= Work item =
Here is a block of records. Copy every line in it that includes "const".
═════ Raw data ═════
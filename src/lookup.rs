//! Trademark search lookup URLs
//!
//! The search page parses its `q` parameter as a percent-encoded JSON object,
//! so the bytes must match what it expects exactly: fixed key order, compact
//! separators, non-ASCII escaped as lowercase `\uXXXX`.

use std::io;

use percent_encoding::{AsciiSet, NON_ALPHANUMERIC, utf8_percent_encode};
use serde::Serialize;

use crate::error::Result;

/// Search page the query object is appended to
pub const LOOKUP_BASE_URL: &str = "https://tm.aliyun.com/channel/search#/search?q=";

/// Everything except `A-Z a-z 0-9 _ . - ~ /` is escaped
const QUERY_ENCODE_SET: &AsciiSet = &NON_ALPHANUMERIC
    .remove(b'_')
    .remove(b'.')
    .remove(b'-')
    .remove(b'~')
    .remove(b'/');

/// Fixed search parameters; field order is the wire order
#[derive(Debug, Serialize)]
struct SearchQuery<'a> {
    keyword: &'a str,
    #[serde(rename = "searchType")]
    search_type: &'static str,
    #[serde(rename = "pageNum")]
    page_num: u32,
    #[serde(rename = "pageSize")]
    page_size: u32,
    classification: &'static str,
    product: &'static str,
    #[serde(rename = "Status")]
    status: &'static str,
    #[serde(rename = "ApplyYear")]
    apply_year: &'static str,
    #[serde(rename = "applyDateOrder")]
    apply_date_order: &'static str,
    #[serde(rename = "firstAnncDateOrder")]
    first_annc_date_order: &'static str,
    #[serde(rename = "regDateOrder")]
    reg_date_order: &'static str,
    #[serde(rename = "orderId")]
    order_id: &'static str,
    valid: bool,
    #[serde(rename = "ifPrecise")]
    if_precise: bool,
    image: &'static str,
}

impl<'a> SearchQuery<'a> {
    fn for_keyword(keyword: &'a str) -> Self {
        Self {
            keyword,
            search_type: "ALL",
            page_num: 1,
            page_size: 20,
            classification: "",
            product: "",
            status: "",
            apply_year: "",
            apply_date_order: "",
            first_annc_date_order: "",
            reg_date_order: "",
            order_id: "",
            valid: false,
            if_precise: false,
            image: "",
        }
    }
}

/// Compact formatter that escapes every non-ASCII char as `\uXXXX`
struct AsciiFormatter;

impl serde_json::ser::Formatter for AsciiFormatter {
    fn write_string_fragment<W>(&mut self, writer: &mut W, fragment: &str) -> io::Result<()>
    where
        W: ?Sized + io::Write,
    {
        let mut units = [0u16; 2];
        for ch in fragment.chars() {
            if ch.is_ascii() {
                writer.write_all(&[ch as u8])?;
            } else {
                for unit in ch.encode_utf16(&mut units) {
                    write!(writer, "\\u{:04x}", unit)?;
                }
            }
        }
        Ok(())
    }
}

/// Serialize the query object for a keyword to its compact ASCII JSON form
pub fn query_json(keyword: &str) -> Result<String> {
    let mut buf = Vec::new();
    let mut ser = serde_json::Serializer::with_formatter(&mut buf, AsciiFormatter);
    SearchQuery::for_keyword(keyword).serialize(&mut ser)?;
    // Only ASCII bytes were written
    Ok(String::from_utf8_lossy(&buf).into_owned())
}

/// Build the trademark search URL for a candidate name
pub fn build_lookup_url(name: &str) -> Result<String> {
    let json = query_json(name)?;
    Ok(format!(
        "{}{}",
        LOOKUP_BASE_URL,
        utf8_percent_encode(&json, QUERY_ENCODE_SET)
    ))
}

#[cfg(test)]
mod tests {
    use super::*;
    use percent_encoding::percent_decode_str;

    const EXPECTED_TEST_QUERY: &str = concat!(
        "%7B%22keyword%22%3A%22%5Cu6d4b%5Cu8bd5%22%2C%22searchType%22%3A%22ALL%22",
        "%2C%22pageNum%22%3A1%2C%22pageSize%22%3A20%2C%22classification%22%3A%22%22",
        "%2C%22product%22%3A%22%22%2C%22Status%22%3A%22%22%2C%22ApplyYear%22%3A%22%22",
        "%2C%22applyDateOrder%22%3A%22%22%2C%22firstAnncDateOrder%22%3A%22%22",
        "%2C%22regDateOrder%22%3A%22%22%2C%22orderId%22%3A%22%22%2C%22valid%22%3Afalse",
        "%2C%22ifPrecise%22%3Afalse%2C%22image%22%3A%22%22%7D"
    );

    fn decode_query(url: &str) -> String {
        let encoded = url.strip_prefix(LOOKUP_BASE_URL).unwrap();
        percent_decode_str(encoded).decode_utf8().unwrap().into_owned()
    }

    #[test]
    fn test_query_json_is_compact_and_ordered() {
        let json = query_json("测试").unwrap();
        assert_eq!(
            json,
            r#"{"keyword":"\u6d4b\u8bd5","searchType":"ALL","pageNum":1,"pageSize":20,"classification":"","product":"","Status":"","ApplyYear":"","applyDateOrder":"","firstAnncDateOrder":"","regDateOrder":"","orderId":"","valid":false,"ifPrecise":false,"image":""}"#
        );
    }

    #[test]
    fn test_lookup_url_exact_bytes() {
        let url = build_lookup_url("测试").unwrap();
        assert_eq!(url, format!("{}{}", LOOKUP_BASE_URL, EXPECTED_TEST_QUERY));
    }

    #[test]
    fn test_lookup_url_decodes_to_defaults() {
        let url = build_lookup_url("测试").unwrap();
        let value: serde_json::Value = serde_json::from_str(&decode_query(&url)).unwrap();

        assert_eq!(value["keyword"], "测试");
        assert_eq!(value["searchType"], "ALL");
        assert_eq!(value["pageNum"], 1);
        assert_eq!(value["pageSize"], 20);
        assert_eq!(value["valid"], false);
        assert_eq!(value["ifPrecise"], false);
        assert_eq!(value["image"], "");
        assert_eq!(value.as_object().unwrap().len(), 15);
    }

    #[test]
    fn test_lookup_url_escapes_astral_chars_as_surrogates() {
        let json = query_json("a😀").unwrap();
        assert!(json.starts_with(r#"{"keyword":"a\ud83d\ude00""#));
    }

    #[test]
    fn test_lookup_url_keeps_slash_and_escapes_space() {
        let url = build_lookup_url("a b/&").unwrap();
        assert!(url.contains("%22a%20b/%26%22"));
    }

    #[test]
    fn test_lookup_url_escapes_quotes_in_name() {
        let url = build_lookup_url("say \"hi\"").unwrap();
        let value: serde_json::Value = serde_json::from_str(&decode_query(&url)).unwrap();
        assert_eq!(value["keyword"], "say \"hi\"");
    }

    #[test]
    fn test_lookup_url_is_deterministic() {
        assert_eq!(
            build_lookup_url("星辰科技").unwrap(),
            build_lookup_url("星辰科技").unwrap()
        );
    }
}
═════
= Your solution =
pub const LOOKUP_BASE_URL: &str = "https://tm.aliyun.com/channel/search#/search?q=";
const QUERY_ENCODE_SET: &AsciiSet = &NON_ALPHANUMERIC
    const EXPECTED_TEST_QUERY: &str = concat!(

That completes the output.